Aujourd’hui encore, les réactions des majorités québécoises et canadiennes à l’égard de leurs minorités offrent plus de similarités que de différences. Elles se montrent tout aussi sensibles l’une que l’autre à la manipulation politique des enjeux de sécurité qui sont associés aux communautés musulmanes, comme le démontre le soutien populaire au projet de Loi antiterroriste C-51. L’insécurité identitaire est un terreau fertile à l’intolérance sur lequel trop de politiciens cherchent à récolter des victoires qui autrement leur échapperaient. Au-delà de la victimisation d’un groupe précis, c’est l’approche de la majorité envers l’ensemble des minorités qui est en train de se détériorer.
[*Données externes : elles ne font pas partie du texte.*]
//! Series stores: typed records over one engine namespace.
//!
//! A [`SeriesStore`] owns the write path (derive key, upsert, refresh the
//! overview metadata), range loads, deletes and overview enumeration for
//! one record layout. [`BarStore`] and [`TickStore`] are its two
//! instantiations.
use std::marker::PhantomData;

use chrono::{DateTime, Utc};
use chrono_tz::Tz;
use market_store_core::{Connection, Namespace, TimeRange};
use snafu::prelude::*;

use crate::error::{
    ConnectionSnafu, EmptyBatchSnafu, EngineSnafu, KeySnafu, MixedBatchSnafu, OverviewSnafu,
    PartialWriteFailureSnafu, RecordSnafu, StoreResult,
};
use crate::key::SeriesKey;
use crate::object::SeriesOverview;
use crate::overview;
use crate::schema::{BarSchema, RecordSchema, TIME_COLUMN, TickSchema};

/// Store of bar series.
pub type BarStore = SeriesStore<BarSchema>;
/// Store of tick series.
pub type TickStore = SeriesStore<TickSchema>;

/// Every series of one record layout.
#[derive(Debug, Clone)]
pub struct SeriesStore<S: RecordSchema> {
    namespace: Namespace,
    tz: Tz,
    _schema: PhantomData<fn() -> S>,
}

impl<S: RecordSchema> SeriesStore<S> {
    /// Open the store's namespace on `connection`, creating it if needed.
    ///
    /// Loaded records and overviews are expressed in `tz`.
    pub async fn open(connection: &Connection, tz: Tz) -> StoreResult<Self> {
        let namespace = connection
            .namespace(S::NAMESPACE)
            .await
            .context(ConnectionSnafu)?;
        Ok(Self {
            namespace,
            tz,
            _schema: PhantomData,
        })
    }

    pub fn namespace(&self) -> &Namespace {
        &self.namespace
    }

    pub fn timezone(&self) -> Tz {
        self.tz
    }

    /// Upsert `records` into their series and refresh its overview.
    ///
    /// All records must belong to the same series. Rows with an existing
    /// timestamp replace the stored row; within the batch the later record
    /// wins. Replaced data files are pruned once the new version commits.
    pub async fn save(&self, records: &[S::Record]) -> StoreResult<bool> {
        let Some((first, rest)) = records.split_first() else {
            return EmptyBatchSnafu.fail();
        };
        let key = S::series_key(first).context(KeySnafu)?;
        for record in rest {
            let other = S::series_key(record).context(KeySnafu)?;
            ensure!(
                other == key,
                MixedBatchSnafu {
                    first: key.table_name(),
                    other: other.table_name(),
                }
            );
        }

        let table = key.table_name();
        let batch = S::to_batch(records).context(RecordSnafu { table: &table })?;
        let outcome = self
            .namespace
            .upsert(&table, &batch, TIME_COLUMN, true)
            .await
            .context(EngineSnafu)?;
        log::debug!(
            "saved {} rows to {}/{table} at version {} ({} segments replaced)",
            records.len(),
            S::NAMESPACE,
            outcome.version,
            outcome.replaced_segments,
        );

        // The description comes from the committed state, so the overview
        // covers every row of the series, not just this batch.
        let Some(summary) = overview::from_description(&key, &outcome.description, self.tz) else {
            return Ok(true);
        };
        let metadata = overview::encode(&summary, outcome.description.data_version, self.tz);
        self.namespace
            .write_metadata(&table, metadata)
            .await
            .context(PartialWriteFailureSnafu {
                table: &table,
                version: outcome.version,
            })?;
        Ok(true)
    }

    /// Records of `key` with `start <= datetime <= end`, sorted by time.
    ///
    /// A missing series or an inverted range yields no records.
    pub async fn load(
        &self,
        key: &SeriesKey,
        start: DateTime<Tz>,
        end: DateTime<Tz>,
    ) -> StoreResult<Vec<S::Record>> {
        if start > end {
            return Ok(Vec::new());
        }
        let range = TimeRange::new(start.with_timezone(&Utc), end.with_timezone(&Utc));
        let table = key.table_name();
        let Some(batch) = self
            .namespace
            .read(&table, Some(range))
            .await
            .context(EngineSnafu)?
        else {
            return Ok(Vec::new());
        };
        S::from_batch(&batch, key, self.tz).context(RecordSnafu { table })
    }

    /// Remove the series `key`; returns how many rows it held.
    pub async fn delete(&self, key: &SeriesKey) -> StoreResult<u64> {
        let table = key.table_name();
        let count = self
            .namespace
            .describe(&table)
            .await
            .context(EngineSnafu)?
            .map_or(0, |d| d.row_count);
        let removed = self.namespace.delete(&table).await.context(EngineSnafu)?;
        log::debug!("deleted {}/{table} ({count} rows)", S::NAMESPACE);
        Ok(if removed { count } else { 0 })
    }

    /// One overview per stored series.
    ///
    /// Stored metadata is used when it was written at or after the table's
    /// last data commit. Missing, unreadable or outdated metadata is
    /// replaced by a summary of the table description, which only replays
    /// the log. Tables that are not series of this store, or hold no rows,
    /// are left out.
    pub async fn get_overview(&self) -> StoreResult<Vec<SeriesOverview>> {
        let mut overviews = Vec::new();
        for table in self.namespace.list_keys().await.context(EngineSnafu)? {
            let key = match SeriesKey::parse_table_name(&table) {
                Ok(key) if key.interval().is_some() == S::HAS_INTERVAL => key,
                Ok(_) => {
                    log::warn!("skipping {table}: not a {} series", S::NAMESPACE);
                    continue;
                }
                Err(e) => {
                    log::warn!("skipping {table}: {e}");
                    continue;
                }
            };

            let Some(description) = self.namespace.describe(&table).await.context(EngineSnafu)?
            else {
                continue;
            };

            let stored = match self
                .namespace
                .read_metadata(&table)
                .await
                .context(EngineSnafu)?
            {
                Some(metadata) => match overview::decode(&key, &metadata, self.tz) {
                    Ok(summary) if overview::is_current(&metadata, description.data_version) => {
                        Some(summary)
                    }
                    Ok(_) => {
                        log::warn!(
                            "overview for {table} predates version {}, recomputing",
                            description.data_version
                        );
                        None
                    }
                    Err(e) => {
                        log::warn!("malformed overview for {table}, recomputing: {e}");
                        None
                    }
                },
                None => {
                    log::warn!("no overview stored for {table}, recomputing");
                    None
                }
            };

            let summary =
                stored.or_else(|| overview::from_description(&key, &description, self.tz));
            match summary {
                Some(summary) => overviews.push(summary),
                None => log::warn!("skipping {table}: no rows"),
            }
        }
        Ok(overviews)
    }

    /// The stored overview of `key`, without any fallback.
    ///
    /// `None` when the series or its metadata does not exist.
    pub async fn overview_for(&self, key: &SeriesKey) -> StoreResult<Option<SeriesOverview>> {
        let table = key.table_name();
        let Some(metadata) = self
            .namespace
            .read_metadata(&table)
            .await
            .context(EngineSnafu)?
        else {
            return Ok(None);
        };
        overview::decode(key, &metadata, self.tz)
            .map(Some)
            .context(OverviewSnafu { table })
    }

    /// Recompute the overview of `key` from its table and persist it.
    ///
    /// Used after a [`crate::StoreError::PartialWriteFailure`]. Returns the
    /// fresh overview, or `None` when the series is missing or empty.
    pub async fn repair_overview(&self, key: &SeriesKey) -> StoreResult<Option<SeriesOverview>> {
        let table = key.table_name();
        let Some(description) = self.namespace.describe(&table).await.context(EngineSnafu)? else {
            return Ok(None);
        };
        let Some(summary) = overview::from_description(key, &description, self.tz) else {
            return Ok(None);
        };
        let metadata = overview::encode(&summary, description.data_version, self.tz);
        let version = self
            .namespace
            .write_metadata(&table, metadata)
            .await
            .context(EngineSnafu)?;
        log::info!("repaired overview of {}/{table} at version {version}", S::NAMESPACE);
        Ok(Some(summary))
    }
}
L’actualité ne cesse de nous offrir des exemples désolants de la polarisation des différents segments de la population autour des enjeux identitaires. Le Mois de l’Histoire des Noirs fait un léger contrepoids en soulignant l’apport de multiples personnalités noires à l’édification globale de la société. Toutefois, beaucoup de chemin reste à faire avant que la couleur de la peau cesse de faire une différence. Quelques chapitres sur la discrimination subie ici par les minorités ethniques et religieuses dans le cours d’histoire et d’éducation à la citoyenneté me semblent le passage obligé vers un nouveau vivre-ensemble. Un rapprochement passe par la réalisation des facettes multiples de notre identité collective en tant que société québécoise.

Me Marie-Hélène Dubé est avocate et médiatrice familiale au sein du cabinet Goldwater, Dubé.